Il 20/06/2013 18:46, Richard Henderson ha scritto:
> On 06/20/2013 08:00 AM, Paolo Bonzini wrote:
>> static inline Int128 int128_sub(Int128 a, Int128 b)
>> {
>> - return int128_add(a, int128_neg(b));
>> + uint64_t lo = a.lo - b.lo;
>> + return (Int128) { lo, (lo < a.lo) + a.hi - b.hi };
>
> This one isn't right.
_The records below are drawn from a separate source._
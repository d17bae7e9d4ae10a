//! Logger handles and the caller-owned registry.

use std::collections::BTreeMap;
use std::sync::atomic::{AtomicU64, Ordering};

use crate::format::{Formatter, Record};
use crate::{Result, Severity, Sink};

static NEXT_LOGGER: AtomicU64 = AtomicU64::new(1);

/// Generate a unique logger name such as `FileLogger-3`.
pub fn generated_name(prefix: &str) -> String {
    format!("{}-{}", prefix, NEXT_LOGGER.fetch_add(1, Ordering::Relaxed))
}

/// Identifies a sink within one [`LoggerHandle`].
#[derive(Debug, Clone, Copy, PartialEq, Eq, Hash, PartialOrd, Ord)]
pub struct SinkId(u64);

/// A named logger owning an ordered set of sinks.
///
/// Records go only to this handle's own sinks; nothing is forwarded to any
/// other logger. Every attached sink carries the handle's formatter and level.
#[derive(Debug)]
pub struct LoggerHandle {
    name: String,
    level: Severity,
    formatter: Formatter,
    sinks: Vec<(SinkId, Sink)>,
    next_sink: u64,
}

impl LoggerHandle {
    /// Create a handle with no sinks.
    pub fn new(name: impl Into<String>, level: Severity) -> Self {
        Self {
            name: name.into(),
            level,
            formatter: Formatter,
            sinks: Vec::new(),
            next_sink: 0,
        }
    }

    pub fn name(&self) -> &str {
        &self.name
    }

    pub fn level(&self) -> Severity {
        self.level
    }

    pub fn formatter(&self) -> Formatter {
        self.formatter
    }

    /// Set the level of the handle and of every attached sink.
    pub fn set_level(&mut self, level: Severity) {
        self.level = level;
        for (_, sink) in &mut self.sinks {
            sink.set_level(level);
        }
    }

    /// Like [`set_level`](Self::set_level) for a raw numeric value.
    ///
    /// Fails with [`Error::InvalidLevel`](crate::Error::InvalidLevel) and
    /// leaves every level untouched when `value` is not 10, 20, 30, 40 or 50.
    pub fn set_level_value(&mut self, value: u32) -> Result<()> {
        let level = Severity::try_from(value)?;
        self.set_level(level);
        Ok(())
    }

    /// Attach a sink, giving it this handle's formatter and level.
    ///
    /// The same destination must not be added twice.
    pub fn add_sink(&mut self, mut sink: Sink) -> SinkId {
        sink.attach_formatter(self.formatter);
        sink.set_level(self.level);
        let id = SinkId(self.next_sink);
        self.next_sink += 1;
        self.sinks.push((id, sink));
        id
    }

    /// Close and drop one sink. Returns whether it was attached.
    pub fn remove_sink(&mut self, id: SinkId) -> Result<bool> {
        let Some(index) = self.sinks.iter().position(|(sink_id, _)| *sink_id == id) else {
            return Ok(false);
        };
        let (_, mut sink) = self.sinks.remove(index);
        sink.close()?;
        Ok(true)
    }

    pub fn sink(&self, id: SinkId) -> Option<&Sink> {
        self.sinks
            .iter()
            .find(|(sink_id, _)| *sink_id == id)
            .map(|(_, sink)| sink)
    }

    /// Attached sinks in attachment order.
    pub fn sinks(&self) -> impl Iterator<Item = &Sink> {
        self.sinks.iter().map(|(_, sink)| sink)
    }

    /// Close and drop every sink.
    ///
    /// Calling this again is a no-op. Records emitted afterwards reach no sink.
    pub fn close(&mut self) -> Result<()> {
        let mut first_err = None;
        for (_, mut sink) in self.sinks.drain(..) {
            if let Err(e) = sink.close() {
                first_err.get_or_insert(e);
            }
        }
        first_err.map_or(Ok(()), Err)
    }

    /// Send `message` to every sink if `level` passes this handle's level.
    ///
    /// Every sink is attempted; the first failure is returned.
    pub fn log(&mut self, level: Severity, message: &str) -> Result<()> {
        if level < self.level {
            return Ok(());
        }
        let record = Record::new(&self.name, level, message);
        let mut first_err = None;
        for (_, sink) in &mut self.sinks {
            if let Err(e) = sink.write(&record) {
                first_err.get_or_insert(e);
            }
        }
        first_err.map_or(Ok(()), Err)
    }

    pub fn debug(&mut self, message: &str) -> Result<()> {
        self.log(Severity::Debug, message)
    }

    pub fn info(&mut self, message: &str) -> Result<()> {
        self.log(Severity::Info, message)
    }

    pub fn warning(&mut self, message: &str) -> Result<()> {
        self.log(Severity::Warning, message)
    }

    pub fn error(&mut self, message: &str) -> Result<()> {
        self.log(Severity::Error, message)
    }

    pub fn critical(&mut self, message: &str) -> Result<()> {
        self.log(Severity::Critical, message)
    }

    /// Log at ERROR with `err` and its chain of sources appended.
    pub fn exception(&mut self, message: &str, err: &dyn std::error::Error) -> Result<()> {
        let mut text = format!("{}\n{}", message, err);
        let mut source = err.source();
        while let Some(cause) = source {
            text.push_str("\nCaused by: ");
            text.push_str(&cause.to_string());
            source = cause.source();
        }
        self.log(Severity::Error, &text)
    }

    /// Change the retention of every rotating sink.
    pub fn set_backup_count(&mut self, backup_count: usize) {
        for (_, sink) in &mut self.sinks {
            if let Some(rotating) = sink.as_rotating_mut() {
                rotating.set_backup_count(backup_count);
            }
        }
    }

    /// Force a rollover on every rotating sink.
    pub fn rollover(&mut self) -> Result<()> {
        for (_, sink) in &mut self.sinks {
            if let Some(rotating) = sink.as_rotating_mut() {
                rotating.rollover()?;
            }
        }
        Ok(())
    }
}

/// Name-to-handle lookup owned by the caller.
///
/// Handles created by the factories are independent; a registry only gives
/// them a place to be found by name and closed together.
#[derive(Debug, Default)]
pub struct Registry {
    loggers: BTreeMap<String, LoggerHandle>,
}

impl Registry {
    pub fn new() -> Self {
        Self::default()
    }

    /// Store a handle under its name, returning any handle it replaced.
    pub fn insert(&mut self, handle: LoggerHandle) -> Option<LoggerHandle> {
        self.loggers.insert(handle.name().to_string(), handle)
    }

    pub fn get(&self, name: &str) -> Option<&LoggerHandle> {
        self.loggers.get(name)
    }

    pub fn get_mut(&mut self, name: &str) -> Option<&mut LoggerHandle> {
        self.loggers.get_mut(name)
    }

    pub fn remove(&mut self, name: &str) -> Option<LoggerHandle> {
        self.loggers.remove(name)
    }

    pub fn names(&self) -> impl Iterator<Item = &str> {
        self.loggers.keys().map(String::as_str)
    }

    pub fn len(&self) -> usize {
        self.loggers.len()
    }

    pub fn is_empty(&self) -> bool {
        self.loggers.is_empty()
    }

    /// Close every handle and empty the registry.
    pub fn close_all(&mut self) -> Result<()> {
        let mut first_err = None;
        for (_, mut handle) in std::mem::take(&mut self.loggers) {
            if let Err(e) = handle.close() {
                first_err.get_or_insert(e);
            }
        }
        first_err.map_or(Ok(()), Err)
    }
}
Consider { 2, 0 } - { 2, 0 }
>
> lo = 2 - 2 = 0;
> = { 0, (0 < 2) + 0 - 0 }
> = { 0, 1 }
>
> I'd be happier with a more traditional
>
> (Int128){ a.lo - b.lo, a.hi - b.hi - (a.lo < b.lo) };
Yeah, I wasn't quite sure of this and I was waiting for testcases to
prove me wrong... To fix it in the style I used you need
(Int128){ lo, a.hi - b.hi - (lo > a.lo) }
(We have to sum a + ~b + 1. We have lo = a.lo + ~b.lo + 1, from which
the carry-out is either lo <= a.lo or lo <= ~b.lo, using <= because of
the carry-in. Then the high part is
a.hi + ~b.hi + (lo <= a.lo)
= a.hi + (-1 - b.hi) + 1 - (lo > a.lo)
= a.hi - b.hi - (lo > a.lo)
). But I'll go with your version, it probably generates better code
too.
Paolo